DEMO HONG KONG
210 Channel Youtube Dinonaktifkan, Diduga Kampanyekan Melawan Demo Hong Kong
Setelah Twitter dan Facebook melakukan aksi penghapusan akun yang menyudutkan aksi unjuk rasa di Hong Kong, Google juga ikut menutup channel Youtube.
TRIBUNBATAM.id - Google memberikan aksinya terkait kampanye pengaruh terkoordinasi yang ingin melawan aksi unjuk rasa di Hongkong.
Berdasarkan pernyataan Google, pihaknya telah menonaktifkan beberapa channel Youtube pada Kamis (22/8/2019) .
Penutupan channel YouTube oleh Google ini dilakukan setelah sebelumnya Twitter dan Facebook juga menghapus akun yang menyudutkan gerakan unjuk rasa di Hong Kong.
• Terus Berlanjut, Mahasiwa Ikuti Demo Hong Kong Ingin Boikot Perkuliahan 2 Pekan
• Kembali Gelar Aksi Unjuk Rasa di Hong Kong, Ratusan Warga Duduk di Stasiun MRT
• Pegawai Konsulat Hong Kong Diduga Ditahan China, Kemenlu Inggris Khawatir
• Ketahuan, China Gunakan Twitter dan Facebook Demi Lawan Pengunjuk Rasa Hong Kong
• Demo Hong Kong Mereda, Tapi Helm, Masker Gas, Payung Hingga Tato Makin Laris-manis. Ada Apa?

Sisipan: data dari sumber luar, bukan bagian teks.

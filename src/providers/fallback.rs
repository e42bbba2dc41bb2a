use anyhow::{Context, Result, anyhow};
use async_trait::async_trait;
use tracing::{debug, warn};

use crate::core::price::{Asset, PriceProvider, PriceQuote};

/// Tries each provider in order and returns the first quote that succeeds.
pub struct FallbackProvider {
    providers: Vec<Box<dyn PriceProvider>>,
}

impl FallbackProvider {
    pub fn new(providers: Vec<Box<dyn PriceProvider>>) -> Self {
        FallbackProvider { providers }
    }

    pub fn len(&self) -> usize {
        self.providers.len()
    }

    pub fn is_empty(&self) -> bool {
        self.providers.is_empty()
    }
}

#[async_trait]
impl PriceProvider for FallbackProvider {
    fn name(&self) -> &str {
        "fallback"
    }

    async fn fetch_price(&self, asset: &Asset) -> Result<PriceQuote> {
        let mut last_error = None;
        for provider in &self.providers {
            match provider.fetch_price(asset).await {
                Ok(quote) => {
                    debug!(provider = provider.name(), price = quote.price, "Price resolved");
                    return Ok(quote);
                }
                Err(e) => {
                    warn!(provider = provider.name(), error = %e, "Price source failed");
                    last_error = Some(e);
                }
            }
        }

        match last_error {
            Some(e) => Err(e).with_context(|| {
                format!("All price sources failed for {}", asset.symbol)
            }),
            None => Err(anyhow!("No price sources configured for {}", asset.symbol)),
        }
    }
}
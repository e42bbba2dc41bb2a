//! Valuation model and the abstractions around it

pub mod config;
pub mod evaluator;
pub mod format;
pub mod log;
pub mod model;
pub mod price;
pub mod valuation;

// Re-export main types for cleaner imports
pub use evaluator::{EvaluationResult, Evaluator, ModelBand, SecondaryValuation};
pub use model::ModelParameters;
pub use price::{Asset, PriceProvider, PriceQuote};
pub use valuation::{StatusKind, ValuationResult};
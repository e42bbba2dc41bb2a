pub mod fair;
pub mod setup;
pub mod show;
pub mod ui;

"Sebanyak 210 channel YouTube yang menunjukkan perilaku terkoordinasi saat mengunggah video terkait aksi protes di Hong Kong, telah dinonaktifkan," kata Shane Huntley, dari grup analisis ancaman keamanan Google.
"Temuan ini sesuai dengan pengamatan dan tindakan terbaru terkait China yang sempat diumumkan sebelumnya oleh Facebook dan Twitter," lanjut Huntley, dalam pernyataan yang diunggah secara online.
Awal pekan ini, Twitter dan Facebook telah mengumumkan bahwa mereka menangguhkan hampir 1.000 akun aktif yang menunjukkan kaitan dengan kampanye pengaruh terkoordinasi.
Twitter bahkan telah menutup hingga 200.000 lebih akun sebelum akun-akun tersebut dapat menimbulkan kerusakan.
"Akun-akun ini sengaja dan secara khusus berusaha menyebarkan perselisihan politik di Hong Kong, termasuk merusak legitimasi dan posisi politik gerakan protes di lapangan," kata Twitter dalam pernyataannya.
Sementara Facebook mengatakan sejumlah unggahan dari akun yang dilarang telah membandingkan aksi demo Hong Kong degan gerakan teroris ISIS, menyebut para pendemo dengan sebutan kecoa, serta menuduh mereka berencana membunuh dengan menggunakan ketapel.
Menurut Soufan Center, sebuah organsasi nirlaba yang bergerak dalam penelitian, analisis, dan dialog strategis menyangkut masalah keamana global, China telah mencontoh Rusia dalam menggunakan media sosial di luar negeri untuk kampanye disinformasi melawan gerakan protes.
"Beijing telah menggelar kampanye disinformasi tanpa henti di Twitter dan Facebook, menggunakan bot maupun akun boneka," tulis Soufan Center dalam situsnya.
"Perilaku China ini kemungkinan masih akan berkembang menjadi lebih agresif baik secara fisik maupun virtual, menggunakan tindakan di lapangan untuk mendukung kampanye siber yang intensif dengan disinformasi, defleksi, dan kebingungan," tambahnya.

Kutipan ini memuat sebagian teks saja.